Öncelikle taşkın yapı sahibinin iyi niyetli olması gerekir. Burada iyi niyetten kasıt, yapının başkasının mülkiyetine taştığını bilmemek veya gerekli dikkat ve özen gösterilse dahi öğrenemeyecek olmasıdır. Yargıtay uygulamalarında, imarlı ve çaplı arazilerde iyi niyetin kabul edilemeyeceği belirtilmektedir. Yapı sahibi, imar ve çap durumundan mülkiyet sınırlarını görebileceğinden, böyle bir durumda iyi niyet iddiasında bulunamaz. Ancak ilgili resmi kurumlara başvuru ile görevli memurun gösterdiği sınırlar içerisine yapı inşa eden kişi iyi niyetli kabul edilir.
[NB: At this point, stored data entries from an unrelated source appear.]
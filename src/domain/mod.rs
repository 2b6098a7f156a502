// Copyright (c) 2025 - Cowboy AI, Inc.
//! Attachment Domain Primitives
//!
//! Small, pure building blocks shared by auto-generation and rendering.
//!
//! - [`Selector`] - `key` / `key=value` label selectors with OR evaluation
//! - [`IpPool`] - one-shot host allocator that skips the gateway
//! - [`naming`] - DNS-label device names and link slugs

pub mod ip_pool;
pub mod naming;
pub mod selector;

pub use ip_pool::IpPool;
pub use naming::{interface_resource, link_name, sim_name_for_interface, slugify, MAX_NAME_LENGTH};
pub use selector::{matches, matches_any, Selector};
Somut olayda; dava konusu taşınmaz 20.07.1967 tarihinde çapa bağlanmıştır. Kural olarak; çaplı taşınmazda da iyiniyet kabul edilmemektedir. Ancak çaplı taşınmaza taşkın yapı yapan, iyiniyet savunmasında bulunabilir. İyiniyetli olduğunun kabul edilebilmesi için de kendinden beklenen özeni göstermesi, Kadastro Müdürlüğüne veya Belediye İmar Müdürlüğüne resmi başvuruda bulunarak görevlendirilecek kadastro teknisyeni veya harita mühendisinin çap sınırlarını işaretleyip göstermesi, taşkın yapı sahibinin bu sınırlar içerisine yapısını yapması gerekir. Açıklanan yöntemle çap sınırlarını tespit edip resmi memurun gösterdiği sınırlar içerisine yapısını yapan kimse kendinden beklenen özeni göstermiş sayılır. O halde, çaplı yere yapısını taşıran iyiniyetini yukarıda açıklandığı şekilde ispat etmediği taktirde iyi niyetli kabul edilemeyeceği açıktır. Böylelikle taşkın yapı sahibi davalı …’nun iyiniyetli olmaması nedeniyle Mahkemece davacının kal talebinin kabulüne ve yıkım masrafının davalı üzerinde bırakılmasına karar verilmesi gerekirken, yanılgılı değerlendirmeyle davacı tarafın asgari levazım bedelini ödememesi nedeniyle kal talebinin reddine karar verilmesi bozmayı gerektirmiştir.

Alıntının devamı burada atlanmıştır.